Saved entries
"""
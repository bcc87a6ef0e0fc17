// Tue Jan 13 2026 - Alex

use crate::store::{self, AddressRecord};
use crate::transform::error::TransformError;
use crate::transform::TransformStats;
use std::net::Ipv6Addr;
use std::path::Path;

/// Expands, sorts and deduplicates. Metadata columns are dropped, so the
/// output is a plain canonical address set.
pub fn normalize_dedupe(input: &Path, output: &Path) -> Result<TransformStats, TransformError> {
    let mut stats = TransformStats::default();
    let mut reader = store::read_lenient(input)?;

    let mut addrs: Vec<Ipv6Addr> = Vec::new();
    for record in reader.by_ref() {
        addrs.push(record?.addr());
    }
    stats.read = addrs.len();
    stats.skipped = reader.skipped();

    if stats.skipped > 0 {
        log::debug!("Skipped {} unparseable lines in {}", stats.skipped, input.display());
    }

    addrs.sort_unstable();
    addrs.dedup();
    stats.removed = stats.read - addrs.len();

    stats.written = store::write(output, addrs.into_iter().map(AddressRecord::new))?;
    Ok(stats)
}
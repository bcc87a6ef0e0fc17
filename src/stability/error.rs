// Tue Jan 13 2026 - Alex

use crate::store::StoreError;
use std::path::PathBuf;
use thiserror::Error;

#[derive(Debug, Error)]
pub enum StabilityError {
    #[error(transparent)]
    Store(#[from] StoreError),

    #[error("Invalid snapshot pattern '{pattern}': {source}")]
    Pattern {
        pattern: String,
        #[source]
        source: glob::PatternError,
    },

    #[error("Failed to walk {}: {source}", path.display())]
    Walk {
        path: PathBuf,
        #[source]
        source: std::io::Error,
    },
}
"""
Restate word for word the lines of the data above, starting at the line containing "addrs.sort_unstable();" and ending at the line containing "filename src/stability/error.rs", both included, and nothing more.

    addrs.sort_unstable();
    addrs.dedup();
    stats.removed = stats.read - addrs.len();

    stats.written = store::write(output, addrs.into_iter().map(AddressRecord::new))?;
    Ok(stats)
}
repository bcc87a6ef0e0fc17
filename src/stability/error.rs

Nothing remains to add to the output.